Background

The full progress of science relies on peer review, yet many have called into question the benefits of peer review [1,2,3,4,5,6,7]. In essence, critics assert that “studies have shown that peer reviewers were not able to appropriately detect errors, improve the completeness of reporting, or decrease the distortion of the study results” [8]. Nevertheless, the purposes for which Reporting Guidelines (RG) have been developed over the past two decades are to help authors, editors and peer reviewers check and improve the transparency of research studies while ensuring that papers are both accurate and complete [9,10,11,12,13,14]. According to the systematic review published by Bruce et al. (2016) [8], which we expand on in Section 7 of the Additional file 1, at least 23 randomized trials have studied some aspects of the peer review process, with the majority of them focusing on the quality of peer review as a surrogate outcome while only 3 [15,16,17] analysed the completeness of reporting as an outcome.

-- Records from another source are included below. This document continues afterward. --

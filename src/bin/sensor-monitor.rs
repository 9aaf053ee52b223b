//! Sensor Monitor
//!
//! Subscribes to everything the simulated device publishes and prints one
//! line per message. Protobuf payloads are decoded into a summary; JSON
//! payloads are printed as received.

use clap::Parser;
use prost::Message;
use sensor_sim::config::SimulatorConfig;
use sensor_sim::encoding::{self, protobuf, WireFormat};
use sensor_sim::observability::init_with_verbosity;
use sensor_sim::protocol::{
    is_ack_topic, StatusKind, SENSOR_ALL_TOPIC, SENSOR_COMPASS_TOPIC, SENSOR_GPS_TOPIC,
    SENSOR_STATUS_TOPIC, SENSOR_TEMPERATURE_TOPIC,
};
use sensor_sim::transport::mqtt::{MqttSession, SessionConfig};
use sensor_sim::transport::{QoS, SessionEvent, Transport};
use std::process;
use std::time::Duration;
use tokio::signal;
use tracing::{error, info, warn};

const SENSOR_WILDCARD: &str = "sensor/#";
const ACK_WILDCARD: &str = "action/ack/#";

/// Monitor the sensor simulator's MQTT traffic
#[derive(Parser)]
#[command(name = "sensor-monitor")]
#[command(about = "Print telemetry, status and acknowledgments from a simulated device")]
#[command(version)]
struct Args {
    /// MQTT broker as HOST[:PORT] or a mqtt:// / mqtts:// URL
    #[arg(short = 'b', long, default_value = "localhost:1883")]
    broker: String,

    /// Wire format the device publishes with
    #[arg(short = 'f', long, default_value = "protobuf")]
    format: WireFormat,

    /// MQTT username
    #[arg(short = 'u', long)]
    username: Option<String>,

    /// MQTT password
    #[arg(short = 'p', long)]
    password: Option<String>,

    /// Seconds to wait for the broker to accept the session
    #[arg(long, default_value_t = 10)]
    connect_timeout: u64,

    /// Verbose logging
    #[arg(short, long, action = clap::ArgAction::Count)]
    verbose: u8,
}

#[tokio::main]
async fn main() {
    let args = Args::parse();
    init_with_verbosity(args.verbose);

    if let Err(e) = run(args).await {
        error!("Monitor failed: {}", e);
        process::exit(1);
    }
}

async fn run(args: Args) -> Result<(), Box<dyn std::error::Error>> {
    let mut config = SimulatorConfig::default();
    config.set_broker(&args.broker)?;
    config.device.id = format!("sensor-monitor-{}", process::id());

    let mut session_config = SessionConfig::from_simulator_config(&config)?
        .with_credentials(args.username.clone(), args.password.clone());
    session_config.connect_timeout = Duration::from_secs(args.connect_timeout);

    let session = MqttSession::new(session_config);
    let mut events = session
        .take_events()
        .await
        .ok_or("session event receiver unavailable")?;

    session.connect().await?;
    session.loop_start().await?;
    if !session
        .wait_connected(Duration::from_secs(args.connect_timeout))
        .await
    {
        return Err("broker did not confirm the session".into());
    }

    session.subscribe(SENSOR_WILDCARD, QoS::AtMostOnce).await?;
    session.subscribe(ACK_WILDCARD, QoS::AtLeastOnce).await?;
    info!(broker = %args.broker, format = %args.format, "Monitoring {} and {}", SENSOR_WILDCARD, ACK_WILDCARD);

    loop {
        tokio::select! {
            _ = signal::ctrl_c() => {
                info!("Interrupted, stopping monitor");
                break;
            }
            event = events.recv() => {
                match event {
                    Some(SessionEvent::Message { topic, payload, retain }) => {
                        let marker = if retain { " (retained)" } else { "" };
                        match describe(args.format, &topic, &payload) {
                            Ok(line) => println!("[{topic}]{marker} {line}"),
                            Err(e) => println!("[{topic}]{marker} <undecodable: {e}>"),
                        }
                    }
                    Some(SessionEvent::Disconnected { reason }) => warn!("Connection lost: {}", reason),
                    Some(SessionEvent::Connected { .. }) => info!("Connected to broker"),
                    Some(SessionEvent::Published { .. }) => {}
                    None => {
                        warn!("Session closed");
                        break;
                    }
                }
            }
        }
    }

    session.disconnect().await?;
    session.loop_stop().await?;
    Ok(())
}

/// One-line rendering of a payload, selected by topic
fn describe(format: WireFormat, topic: &str, payload: &[u8]) -> Result<String, String> {
    if format == WireFormat::Json {
        return std::str::from_utf8(payload)
            .map(str::to_string)
            .map_err(|e| e.to_string());
    }

    if is_ack_topic(topic) {
        let ack = encoding::decode_ack(format, payload).map_err(|e| e.to_string())?;
        return Ok(format!(
            "ack={} success={} error={:?} result={:?}",
            ack.action, ack.success, ack.error, ack.result
        ));
    }

    let line = match topic {
        SENSOR_ALL_TOPIC => {
            let data = protobuf::SensorData::decode(payload).map_err(|e| e.to_string())?;
            let gps = data.gps.unwrap_or_default();
            format!(
                "device={} temp={:.2}C heading={:.2} gps=({:.6}, {:.6}, {:.2}m) ts={} v{}",
                data.device_id,
                data.cpu_temperature,
                data.compass_heading,
                gps.latitude,
                gps.longitude,
                gps.altitude,
                data.timestamp,
                data.version
            )
        }
        SENSOR_TEMPERATURE_TOPIC => {
            let data = protobuf::TemperatureData::decode(payload).map_err(|e| e.to_string())?;
            format!("temperature={:.2} {} ts={}", data.temperature, data.unit, data.timestamp)
        }
        SENSOR_COMPASS_TOPIC => {
            let data = protobuf::CompassData::decode(payload).map_err(|e| e.to_string())?;
            format!("heading={:.2} {} ts={}", data.heading, data.unit, data.timestamp)
        }
        SENSOR_GPS_TOPIC => {
            let data = protobuf::GpsPositionData::decode(payload).map_err(|e| e.to_string())?;
            let position = data.position.unwrap_or_default();
            format!(
                "lat={:.6} lon={:.6} alt={:.2}m accuracy={:.1}m ts={}",
                position.latitude,
                position.longitude,
                position.altitude,
                position.accuracy,
                data.timestamp
            )
        }
        SENSOR_STATUS_TOPIC => {
            let status = protobuf::decode_status(payload).map_err(|e| e.to_string())?;
            format!(
                "status={:?} device={} message={:?} ts={}",
                StatusKind::from(status.status()),
                status.device_id,
                status.message,
                status.timestamp
            )
        }
        _ => format!("{} bytes", payload.len()),
    };
    Ok(line)
}
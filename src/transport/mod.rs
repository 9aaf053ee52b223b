//! Transport layer for the simulated device
//!
//! This module provides the transport abstraction the publisher drives, plus
//! the MQTT implementation. Inbound broker activity is delivered as
//! [`SessionEvent`]s over a single ordered channel.
//!
//! # Event delivery
//!
//! Events are produced only by the background context started with
//! [`Transport::loop_start`], never synchronously inside `connect` or
//! `publish`. The event sender is owned by that context, so once
//! [`Transport::loop_stop`] returns no further event can be produced and the
//! receiver reports the channel closed after the buffered events drain.

use tokio::sync::mpsc;

pub mod mqtt;

pub use rumqttc::v5::mqttbytes::QoS;

/// Session connection state
#[derive(Debug, Clone, PartialEq, Default)]
pub enum SessionState {
    #[default]
    Disconnected,
    Connecting,
    Connected,
    /// Terminal until the session is recreated
    Failed(String),
}

/// Message the broker publishes on the session's behalf after an unclean drop
#[derive(Debug, Clone, PartialEq)]
pub struct WillMessage {
    pub topic: String,
    pub payload: Vec<u8>,
    pub qos: QoS,
    pub retain: bool,
}

/// Broker activity observed by the background context
#[derive(Debug, Clone, PartialEq)]
pub enum SessionEvent {
    Connected { session_present: bool },
    Disconnected { reason: String },
    Published { message_id: u16 },
    Message {
        topic: String,
        payload: Vec<u8>,
        retain: bool,
    },
}

/// Transport trait for device communication
///
/// All methods take `&self`; implementations synchronize internally so the
/// publisher's cadence and the action dispatcher can share one session.
#[async_trait::async_trait]
pub trait Transport: Send + Sync {
    type Error: std::error::Error + Send + Sync + 'static;

    /// Configure the last-will message; only valid before `connect`
    async fn set_will(&self, will: WillMessage) -> Result<(), Self::Error>;

    /// Establish the session and wait for the broker's acknowledgment
    async fn connect(&self) -> Result<(), Self::Error>;

    /// Idempotent; a no-op when already disconnected
    async fn disconnect(&self) -> Result<(), Self::Error>;

    /// Reflects the last confirmation seen by the background context
    fn is_connected(&self) -> bool;

    fn state(&self) -> SessionState;

    /// Fails without queueing when not connected
    async fn publish(
        &self,
        topic: &str,
        payload: Vec<u8>,
        qos: QoS,
        retain: bool,
    ) -> Result<(), Self::Error>;

    async fn publish_retained(
        &self,
        topic: &str,
        payload: Vec<u8>,
        qos: QoS,
    ) -> Result<(), Self::Error> {
        self.publish(topic, payload, qos, true).await
    }

    /// Subscriptions are tracked and restored after reconnection
    async fn subscribe(&self, filter: &str, qos: QoS) -> Result<(), Self::Error>;

    /// Start the background context servicing the connection
    async fn loop_start(&self) -> Result<(), Self::Error>;

    /// Stop the background context and wait until it has fully quiesced
    async fn loop_stop(&self) -> Result<(), Self::Error>;

    /// Hand out the event receiver; `None` once it has been taken
    async fn take_events(&self) -> Option<mpsc::UnboundedReceiver<SessionEvent>>;
}

/// Type alias for MQTT transport
pub type MqttTransport = mqtt::MqttSession;
//! Testing utilities and mock implementations
//!
//! This module provides a mock transport for exercising the publisher and
//! the action dispatcher without an MQTT broker.

pub mod mocks;

pub use mocks::*;
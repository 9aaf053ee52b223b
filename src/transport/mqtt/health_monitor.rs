//! Pure reconnection logic for the MQTT session
//!
//! This module contains pure functions for reconnection decisions and
//! session state transitions.

use super::connection::ReconnectConfig;
use crate::transport::SessionState;
use tracing::{error, info, warn};

/// Pure health monitoring and reconnection decision logic
pub struct HealthMonitor;

impl HealthMonitor {
    /// Determine if reconnection should be attempted (pure function)
    /// Supports unlimited retries when max_attempts is None
    pub fn should_attempt_reconnection(
        current_attempts: u32,
        config: &ReconnectConfig,
        shutdown_requested: bool,
    ) -> ReconnectionDecision {
        if shutdown_requested {
            return ReconnectionDecision::AbortShutdownRequested;
        }

        if let Some(max_attempts) = config.max_attempts {
            if current_attempts >= max_attempts {
                return ReconnectionDecision::AbortMaxAttemptsExceeded { max_attempts };
            }
        }

        ReconnectionDecision::Proceed {
            attempt: current_attempts + 1,
            delay_ms: config.calculate_backoff_delay(current_attempts + 1),
        }
    }

    /// Determine next state after connection event (pure function)
    pub fn determine_next_state(event: ConnectionEvent) -> SessionState {
        match event {
            ConnectionEvent::ConnAckReceived => SessionState::Connected,
            ConnectionEvent::DisconnectedByBroker
            | ConnectionEvent::NetworkError(_)
            | ConnectionEvent::ClosedByClient => SessionState::Disconnected,
            ConnectionEvent::ReconnectionStarted(_) => SessionState::Connecting,
            ConnectionEvent::PermanentFailure(reason) => SessionState::Failed(reason),
        }
    }

    /// Check if session state allows publishing (pure function)
    pub fn can_publish(state: &SessionState) -> bool {
        matches!(state, SessionState::Connected)
    }

    /// Log session state transition (pure logging function)
    pub fn log_state_transition(from: &SessionState, to: &SessionState) {
        match (from, to) {
            (SessionState::Connecting, SessionState::Connected) => {
                info!("MQTT session established");
            }
            (SessionState::Connected, SessionState::Disconnected) => {
                warn!("MQTT session lost");
            }
            (_, SessionState::Failed(reason)) => {
                error!("MQTT session permanently failed: {}", reason);
            }
            _ => {
                tracing::debug!(target: "mqtt_transport", "MQTT session state: {:?} -> {:?}", from, to);
            }
        }
    }
}

/// Decision result for reconnection attempts
#[derive(Debug, PartialEq)]
pub enum ReconnectionDecision {
    /// Proceed with reconnection attempt
    Proceed { attempt: u32, delay_ms: u64 },
    /// Abort reconnection - shutdown requested
    AbortShutdownRequested,
    /// Abort reconnection - max attempts exceeded
    AbortMaxAttemptsExceeded { max_attempts: u32 },
}

/// Connection events that trigger state transitions
#[derive(Debug, Clone)]
pub enum ConnectionEvent {
    /// ConnAck received from broker
    ConnAckReceived,
    /// Broker initiated disconnect
    DisconnectedByBroker,
    /// Network or protocol error
    NetworkError(String),
    /// Local disconnect requested
    ClosedByClient,
    /// Reconnection attempt started
    ReconnectionStarted(u32),
    /// No more retries
    PermanentFailure(String),
}

#[cfg(test)]
mod tests {
    use super::*;

    fn pattern_config(max_attempts: Option<u32>) -> ReconnectConfig {
        ReconnectConfig {
            max_attempts,
            backoff_pattern: vec![25, 50, 100, 250],
            sustained_delay: 250,
        }
    }

    #[test]
    fn test_should_attempt_reconnection() {
        let config = pattern_config(None);

        let decision = HealthMonitor::should_attempt_reconnection(0, &config, false);
        assert_eq!(
            decision,
            ReconnectionDecision::Proceed {
                attempt: 1,
                delay_ms: 25
            }
        );

        let decision = HealthMonitor::should_attempt_reconnection(0, &config, true);
        assert_eq!(decision, ReconnectionDecision::AbortShutdownRequested);

        let decision = HealthMonitor::should_attempt_reconnection(5, &config, false);
        assert_eq!(
            decision,
            ReconnectionDecision::Proceed {
                attempt: 6,
                delay_ms: 250
            }
        );
    }

    #[test]
    fn test_max_attempts_exceeded() {
        let config = pattern_config(Some(5));

        assert!(matches!(
            HealthMonitor::should_attempt_reconnection(4, &config, false),
            ReconnectionDecision::Proceed { attempt: 5, .. }
        ));
        assert_eq!(
            HealthMonitor::should_attempt_reconnection(5, &config, false),
            ReconnectionDecision::AbortMaxAttemptsExceeded { max_attempts: 5 }
        );
    }

    #[test]
    fn test_determine_next_state() {
        assert_eq!(
            HealthMonitor::determine_next_state(ConnectionEvent::ConnAckReceived),
            SessionState::Connected
        );
        assert_eq!(
            HealthMonitor::determine_next_state(ConnectionEvent::DisconnectedByBroker),
            SessionState::Disconnected
        );
        assert_eq!(
            HealthMonitor::determine_next_state(ConnectionEvent::NetworkError(
                "timeout".to_string()
            )),
            SessionState::Disconnected
        );
        assert_eq!(
            HealthMonitor::determine_next_state(ConnectionEvent::ReconnectionStarted(1)),
            SessionState::Connecting
        );
        assert_eq!(
            HealthMonitor::determine_next_state(ConnectionEvent::PermanentFailure(
                "max attempts".to_string()
            )),
            SessionState::Failed("max attempts".to_string())
        );
    }

    #[test]
    fn test_can_publish() {
        assert!(HealthMonitor::can_publish(&SessionState::Connected));
        assert!(!HealthMonitor::can_publish(&SessionState::Connecting));
        assert!(!HealthMonitor::can_publish(&SessionState::Disconnected));
        assert!(!HealthMonitor::can_publish(&SessionState::Failed(
            "test".to_string()
        )));
    }
}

Of these 3 trials that we previously conducted, only 2 [15, 16] found positive results regarding completeness of reporting — although only one of these reached statistical significance. Those studies were based on a partly subjective outcome, the Manuscript Quality Assessment Instrument (MQAI) [18], and there is evidence that evaluators could have successfully guessed which were in the intervention group [8]. Consequently, raters could have favoured the group receiving an additional intervention, thus raising the risk of detection bias. Therefore, we follow up on those studies here by taking advantage of the Web of Science [19] (WoS) to reassess those 2 trials by using the number of citations later received by those papers. We consider such a measured outcome to be impartial and fair, as it is naturally free from the risk of evaluation bias. The relationship between the completeness of a report and the number of citations has been previously studied, with promising though not statistically significant results having been found [20, 21]. We also previously explored this relationship with a shorter follow-up (SM, Sections 5 and 6).

Methods

We conducted two previous trials [15, 16], in which we found partially positive results from adding statistical reviewers and RGs to the peer review process. The first one was conducted in 2007 and called the “Improve Quality” (IQ) study [15], in which we randomly allocated 129 suitable manuscripts into 4 intervention groups (Fig. 1a). Unfortunately, after peer review, 16 manuscripts were rejected and 14 were lost to follow-up. Those losses introduced unpredictable (attrition) bias [22, 23] and may have affected the estimates.

Fig. 1
figure 1

Scheme of the allocation of interventions of IQ and ET studies. Groups not included in the main analysis are in a shaded style. R = reference; C=Checklist; S=Statistician; SC = both Checklist and Statistician

The second trial was the 2011 “Enhance Transparency” (ET) study [16], in which we randomized 92 manuscripts either to both a statistical review and RGs or to neither (Fig. 1b). In both the IQ and ET studies, the main outcome was an assessed rather than measured endpoint. As masked evaluators were able to guess the intervention arm more often than could be ascribed to chance, partially unblinded evaluators could have introduced detection bias in both studies [8].

Due to these limitations, and in order to assess the long-term impact of those interventions, we adopted a new main outcome: the number of citations that each paper received on the WoS from publication up to December 312,016, with our hypothesis being that greater transparency and more comprehensible reporting may facilitate an increase in citations.

The IQ study divided the papers into 4 groups as a result of combining the two interventions into a 2 × 2 factorial design: a suggestion to the reviewers to employ an abridged checklist for the evaluation of basic biomedical research papers (C) [24]; and adding a statistician (S) from the reviewer panel list. Consequently, the 4 groups were defined as: papers which received a standard review process (reference), papers which received a review process using a local checklist (C), papers which received a standard review process and a revision from a statistician (S) and papers which received a standard review process and a revision from a statistician using a local checklist (SC). The reference intervention followed the usual journal process based on 1–3 reviewers. In order to combine those results with those of the ET study, only the 24 papers allocated to the group with both interventions (C and S) and the 27 allocated to the reference group (neither C nor S) were now included in the main analysis.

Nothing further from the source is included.